Para no adelantar más de la trama del filme, que próximamente se verá en el Festival de Cine Independiente de Cosquín y que luego se estrenará en el Cineclub Municipal Hugo del Carril, basta decir que como buen thriller nada saldrá como lo previsto y que la ambición que comenzará a ganar a Luca -un hombre gris de unos 40 años que ve en su vínculo con el diputado Cardone una oportunidad para despegar su carrera e independizarse de la tutela de su suegro- será también su perdición.
Uno de los méritos de la película está en la capacidad de Lacolla para desarrollar un suspenso asordinado que se va desplegando sostenidamente a partir de las decisiones de su protagonista, cuyas tribulaciones éticas y emocionales no son expuestas a través del guion sino que son construidas desde las acciones de Liss, Halaban y Gattino, todos impecables en sus papeles.
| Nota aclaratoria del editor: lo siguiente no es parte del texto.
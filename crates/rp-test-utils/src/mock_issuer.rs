//! Mock STS for tests
//!
//! Wraps a wiremock server that publishes (or fails to publish) the
//! issuer's public key at `/public-key`, the way the real STS does.

use crate::crypto_fixtures::ISSUER_PUBLIC_KEY_PEM;
use serde_json::json;
use std::time::Duration;
use wiremock::matchers::{method, path};
use wiremock::{Mock, MockServer, ResponseTemplate};

/// Path the STS serves its key on.
pub const PUBLIC_KEY_PATH: &str = "/public-key";

/// A running mock issuer.
///
/// # Example
/// ```rust,ignore
/// let issuer = MockIssuer::publishing_issuer_key().await;
/// let server = TestRpServer::spawn(&issuer.key_url()).await?;
/// ```
pub struct MockIssuer {
    server: MockServer,
}

impl MockIssuer {
    /// Start an issuer with no routes mounted (every request is a 404).
    pub async fn start() -> Self {
        Self {
            server: MockServer::start().await,
        }
    }

    /// Start an issuer publishing [`ISSUER_PUBLIC_KEY_PEM`].
    pub async fn publishing_issuer_key() -> Self {
        Self::publishing(ISSUER_PUBLIC_KEY_PEM).await
    }

    /// Start an issuer publishing `pem`.
    pub async fn publishing(pem: &str) -> Self {
        let issuer = Self::start().await;
        issuer.mount_key(pem).await;
        issuer
    }

    /// Start an issuer answering every key request with `status`.
    pub async fn failing(status: u16) -> Self {
        let issuer = Self::start().await;
        issuer.fail_with(status).await;
        issuer
    }

    /// Start an issuer whose 200 body lacks the `public_key` field.
    pub async fn without_key_field() -> Self {
        let issuer = Self::start().await;
        Mock::given(method("GET"))
            .and(path(PUBLIC_KEY_PATH))
            .respond_with(ResponseTemplate::new(200).set_body_json(json!({ "status": "ok" })))
            .mount(&issuer.server)
            .await;
        issuer
    }

    /// Start an issuer that publishes its key only after `delay`.
    pub async fn delayed(delay: Duration) -> Self {
        let issuer = Self::start().await;
        Mock::given(method("GET"))
            .and(path(PUBLIC_KEY_PATH))
            .respond_with(
                ResponseTemplate::new(200)
                    .set_body_json(json!({ "public_key": ISSUER_PUBLIC_KEY_PEM }))
                    .set_delay(delay),
            )
            .mount(&issuer.server)
            .await;
        issuer
    }

    /// Replace whatever is mounted with a route publishing `pem`.
    pub async fn rotate_to(&self, pem: &str) {
        self.server.reset().await;
        self.mount_key(pem).await;
    }

    /// Replace whatever is mounted with a route answering `status`.
    pub async fn fail_with(&self, status: u16) {
        self.server.reset().await;
        Mock::given(method("GET"))
            .and(path(PUBLIC_KEY_PATH))
            .respond_with(ResponseTemplate::new(status))
            .mount(&self.server)
            .await;
    }

    async fn mount_key(&self, pem: &str) {
        Mock::given(method("GET"))
            .and(path(PUBLIC_KEY_PATH))
            .respond_with(ResponseTemplate::new(200).set_body_json(json!({ "public_key": pem })))
            .mount(&self.server)
            .await;
    }

    /// Full URL of the key endpoint, suitable for `STS_URL`.
    pub fn key_url(&self) -> String {
        format!("{}{}", self.server.uri(), PUBLIC_KEY_PATH)
    }

    /// Number of key requests the issuer has received.
    pub async fn key_requests(&self) -> usize {
        self.server
            .received_requests()
            .await
            .map(|requests| {
                requests
                    .iter()
                    .filter(|r| r.url.path() == PUBLIC_KEY_PATH)
                    .count()
            })
            .unwrap_or(0)
    }
}
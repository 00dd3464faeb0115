//! Builder patterns for test token construction
//!
//! Provides a fluent API for RS256 tokens shaped like the ones the STS
//! issues (`sub`, `role`, `exp`, optional `iss`).

use crate::crypto_fixtures::encoding_key;
use chrono::{Duration, Utc};
use jsonwebtoken::{encode, Algorithm, Header};
use serde_json::{json, Map, Value};

/// Builder for test JWT claims and signed tokens
///
/// # Example
/// ```rust,ignore
/// let token = TestTokenBuilder::new()
///     .for_user("alice")
///     .with_role("admin")
///     .expires_in(3600)
///     .sign(ISSUER_PRIVATE_KEY_PEM);
/// ```
pub struct TestTokenBuilder {
    sub: Option<String>,
    role: Option<String>,
    exp: Option<i64>,
    iat: Option<i64>,
    nbf: Option<i64>,
    iss: Option<String>,
    aud: Option<String>,
}

impl TestTokenBuilder {
    /// Create a new token builder valid for one hour
    pub fn new() -> Self {
        let now = Utc::now();
        Self {
            sub: Some("test-subject".to_string()),
            role: Some("user".to_string()),
            exp: Some((now + Duration::seconds(3600)).timestamp()),
            iat: Some(now.timestamp()),
            nbf: None,
            iss: None,
            aud: None,
        }
    }

    /// Set the subject
    pub fn for_user(mut self, subject: &str) -> Self {
        self.sub = Some(subject.to_string());
        self
    }

    /// Set the role claim
    pub fn with_role(mut self, role: &str) -> Self {
        self.role = Some(role.to_string());
        self
    }

    /// Set expiration in seconds from now (negative for already expired)
    pub fn expires_in(mut self, seconds: i64) -> Self {
        self.exp = Some((Utc::now() + Duration::seconds(seconds)).timestamp());
        self
    }

    /// Set an absolute expiration timestamp
    pub fn expires_at(mut self, timestamp: i64) -> Self {
        self.exp = Some(timestamp);
        self
    }

    /// Set issued-at timestamp
    pub fn issued_at(mut self, timestamp: i64) -> Self {
        self.iat = Some(timestamp);
        self
    }

    /// Set not-before timestamp
    pub fn not_before(mut self, timestamp: i64) -> Self {
        self.nbf = Some(timestamp);
        self
    }

    pub fn with_issuer(mut self, issuer: &str) -> Self {
        self.iss = Some(issuer.to_string());
        self
    }

    pub fn with_audience(mut self, audience: &str) -> Self {
        self.aud = Some(audience.to_string());
        self
    }

    pub fn without_subject(mut self) -> Self {
        self.sub = None;
        self
    }

    pub fn without_role(mut self) -> Self {
        self.role = None;
        self
    }

    pub fn without_expiry(mut self) -> Self {
        self.exp = None;
        self
    }

    /// Build the claims as a JSON object, omitting unset claims
    pub fn build(self) -> Value {
        let mut claims = Map::new();
        if let Some(sub) = self.sub {
            claims.insert("sub".to_string(), json!(sub));
        }
        if let Some(role) = self.role {
            claims.insert("role".to_string(), json!(role));
        }
        if let Some(exp) = self.exp {
            claims.insert("exp".to_string(), json!(exp));
        }
        if let Some(iat) = self.iat {
            claims.insert("iat".to_string(), json!(iat));
        }
        if let Some(nbf) = self.nbf {
            claims.insert("nbf".to_string(), json!(nbf));
        }
        if let Some(iss) = self.iss {
            claims.insert("iss".to_string(), json!(iss));
        }
        if let Some(aud) = self.aud {
            claims.insert("aud".to_string(), json!(aud));
        }
        Value::Object(claims)
    }

    /// Sign the claims with RS256 using the given PKCS#1 private key PEM
    ///
    /// # Panics
    /// Panics if the key is not a valid RSA private key.
    pub fn sign(self, private_key_pem: &str) -> String {
        let claims = self.build();
        encode(
            &Header::new(Algorithm::RS256),
            &claims,
            &encoding_key(private_key_pem),
        )
        .expect("signing test token should succeed")
    }
}

impl Default for TestTokenBuilder {
    fn default() -> Self {
        Self::new()
    }
}
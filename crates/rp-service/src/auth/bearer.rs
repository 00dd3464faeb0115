//! Parsing of the `Authorization` header into a bearer credential.
//!
//! The header value is split on whitespace and must yield exactly two
//! tokens: the scheme and the credential. Leading and trailing whitespace
//! is ignored and any single run of whitespace separates the two tokens.
//! This is a literal split, not a general RFC 7235 parser: quoted strings,
//! auth-params and comma-separated challenges are not understood.

use crate::errors::Denial;
use std::fmt;

/// The only accepted scheme, compared case-insensitively.
const BEARER_SCHEME: &str = "bearer";

/// A credential presented as `Authorization: Bearer <token>`.
#[derive(Clone, PartialEq, Eq)]
pub struct BearerCredential {
    token: String,
}

impl BearerCredential {
    /// Parse a raw `Authorization` header value.
    ///
    /// Checks, in order:
    /// 1. Presence - `None` or empty → `MissingHeader`
    /// 2. Structure - not exactly two whitespace-separated tokens → `MalformedHeader`
    /// 3. Scheme - not `Bearer` (any case) → `UnsupportedScheme`
    pub fn parse(raw_header: Option<&str>) -> Result<Self, Denial> {
        let raw = match raw_header {
            Some(raw) if !raw.is_empty() => raw,
            _ => {
                tracing::debug!(target: "rp.auth.bearer", "Missing Authorization header");
                return Err(Denial::MissingHeader);
            }
        };

        let mut parts = raw.split_whitespace();
        let (scheme, token) = match (parts.next(), parts.next(), parts.next()) {
            (Some(scheme), Some(token), None) => (scheme, token),
            _ => {
                tracing::debug!(target: "rp.auth.bearer", "Malformed Authorization header");
                return Err(Denial::MalformedHeader);
            }
        };

        if !scheme.eq_ignore_ascii_case(BEARER_SCHEME) {
            tracing::debug!(target: "rp.auth.bearer", scheme = %scheme, "Unsupported authorization scheme");
            return Err(Denial::UnsupportedScheme);
        }

        Ok(Self {
            token: token.to_string(),
        })
    }

    /// The opaque credential string (the token itself).
    pub fn token(&self) -> &str {
        &self.token
    }
}

/// Debug never prints the token.
impl fmt::Debug for BearerCredential {
    fn fmt(&self, f: &mut fmt::Formatter<'_>) -> fmt::Result {
        f.debug_struct("BearerCredential")
            .field("token", &"[REDACTED]")
            .finish()
    }
}
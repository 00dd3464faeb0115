//! Common utilities shared across the relying-party gateway crates.

#![warn(clippy::pedantic)]

/// Module for JWT utilities (structure checks, time claims, constants)
pub mod jwt;
//! HTTP middleware for the relying-party gateway.
//!
//! # Components
//!
//! - `auth` - Authorization gate for protected routes
//! - `http_metrics` - Request metrics for every response

pub mod auth;
pub mod http_metrics;

pub use auth::{require_auth, AuthState};
pub use http_metrics::http_metrics_middleware;
//! Prometheus metrics endpoint handler.
//!
//! Unauthenticated so Prometheus can scrape it. Labels are bounded and
//! carry no subjects or tokens.

use axum::{extract::State, response::IntoResponse};
use metrics_exporter_prometheus::PrometheusHandle;

/// Handler for GET /metrics
///
/// ```text
/// # TYPE rp_authorization_decisions_total counter
/// rp_authorization_decisions_total{outcome="granted"} 42
/// ```
#[tracing::instrument(skip_all, name = "rp.metrics.scrape")]
pub async fn metrics_handler(State(handle): State<PrometheusHandle>) -> impl IntoResponse {
    handle.render()
}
Se diría incluso que Luca constituye una figura arquetípica de nuestra cultura: a partir de él, Lacolla despliega y pone en cuestión ciertos lugares comunes que rigen en nuestra sociedad sobre el campo, el éxito o la política, anhelos de clase que terminarán chocando con la realidad del verdadero poder, inaccesible e inclemente (un diagnóstico que puede resultar problemático pero que rige muchas lecturas del presente). Sin embargo, la película no sería lo que es si no tuviera la puesta de cámara y la fotografía de Ezequiel Salinas, quien filma a las sierras cordobesas como nunca ha sido hecho hasta el momento: como un bello western crepuscular, con un formato 16:9 extendido, el campo aparece como un espacio hipnótico y seductor pero lleno de peligros que acechan escondidos a sus presas.